Systematics, Evolution, and Biodiversity
10-Minute Paper
Madeline Carpenter
MS Candidate
Purdue University
West Lafayette, Indiana
Brock Harpur
Assistant Professor
Purdue University
West Lafayette, Indiana
Margarita M. Lopez-Uribe
Assistant Professor
Pennsylvania State University
University Park, Pennsylvania
In their native range, honey bees are divided into about twenty-eight morphologically, genetically, and behaviorally distinct subspecies. Historical evidence shows nine of these subspecies have been imported to the United States over the past four hundred years. After arriving in the US, honey bee populations experienced disease-driven bottlenecks, and natural and artificial selection. Furthermore, they interbred with other introduced subspecies to produce admixed stocks. At present, there are two major honey bee populations: managed and feral. Managed honey bees are under human control and therefore receive regular colony manipulation to control disease, suppress swarming, and increase reproductive output. Feral honey bees are loosely defined as any colony occupying an unmanaged home site. The distinction between the two has been debated; feral colonies have been proposed as genetically discrete populations or, alternately, recent escapees from nearby managed colonies.
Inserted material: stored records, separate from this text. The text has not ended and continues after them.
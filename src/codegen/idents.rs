use icu_properties::props::{BinaryProperty, Uppercase};

/// Converts a PascalCase or camelCase enum name into the snake_case form used in function names.
///
/// Every uppercase letter except the first character starts a new word, so acronyms are split
/// letter by letter (`AO` becomes `a_o`).
pub fn secondary_name(name: &str) -> String {
    let mut string = String::with_capacity(name.len() + name.len() / 2);

    for (index, ch) in name.chars().enumerate() {
        if index > 0 && Uppercase::for_char(ch) {
            string.push('_');
        }

        string.extend(ch.to_lowercase());
    }

    string
}

/// Finds the prefix shared by every member that can be dropped from the generated strings.
///
/// The prefix is cut back to just after its last underscore if it has one, and it is always
/// shorter than each member, so no member ends up with an empty string.
pub fn common_prefix<'a>(members: impl IntoIterator<Item = &'a str>) -> &'a str {
    let mut members = members.into_iter();

    let Some(first) = members.next() else {
        return "";
    };

    let mut prefix = first;
    let mut shortest = first.len();
    let mut count = 1;

    for member in members {
        let shared = prefix
            .char_indices()
            .zip(member.chars())
            .find(|((_, a), b)| a != b)
            .map_or(prefix.len().min(member.len()), |((index, _), _)| index);

        prefix = &prefix[..shared];
        shortest = shortest.min(member.len());
        count += 1;
    }

    if count < 2 {
        return "";
    }

    if let Some(underscore) = prefix.rfind('_') {
        prefix = &prefix[..underscore + 1];
    }

    while prefix.len() >= shortest {
        let mut chars = prefix.chars();
        chars.next_back();
        prefix = chars.as_str();
    }

    prefix
}

#[cfg(test)]
mod tests {
    use super::*;

    #[test]
    fn secondary_names() {
        assert_eq!(secondary_name("LightType"), "light_type");
        assert_eq!(secondary_name("PointLight"), "point_light");
        assert_eq!(secondary_name("AO"), "a_o");
        assert_eq!(secondary_name("Color"), "color");
        assert_eq!(secondary_name("lowerCamel"), "lower_camel");
        assert_eq!(secondary_name("Format2D"), "format2_d");
        assert_eq!(secondary_name(""), "");
        // Non-ASCII uppercase letters also start a new word.
        assert_eq!(secondary_name("FooÉ"), "foo_é");
    }

    #[test]
    fn prefix_at_word_boundary() {
        let members = ["VK_FORMAT_R8_UNORM", "VK_FORMAT_R16_UNORM", "VK_FORMAT_R32_SFLOAT"];
        assert_eq!(common_prefix(members), "VK_FORMAT_");
    }

    #[test]
    fn prefix_without_underscore() {
        assert_eq!(common_prefix(["FilterNearest", "FilterLinear"]), "Filter");
    }

    #[test]
    fn prefix_never_consumes_a_member() {
        assert_eq!(common_prefix(["A", "AB"]), "");
        assert_eq!(common_prefix(["Same", "Same"]), "Sam");
        assert_eq!(common_prefix(["KEY_", "KEY_A"]), "KEY");
    }

    #[test]
    fn prefix_needs_two_members() {
        assert_eq!(common_prefix(Vec::<&str>::new()), "");
        assert_eq!(common_prefix(["Only"]), "");
    }

    #[test]
    fn no_shared_prefix() {
        assert_eq!(common_prefix(["Red", "Green", "Blue"]), "");
    }
}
We have sequenced the mitochondrial and whole genomes of three feral honey bee populations (Pennsylvania, Kentucky, and North Carolina) as well as stocks of managed honey bees. Ancestry, mitotype distribution, genetic diversity, and genetic differentiation suggest feral honey bees are closely related to managed colonies, but nonetheless exhibit population-level differences on certain loci.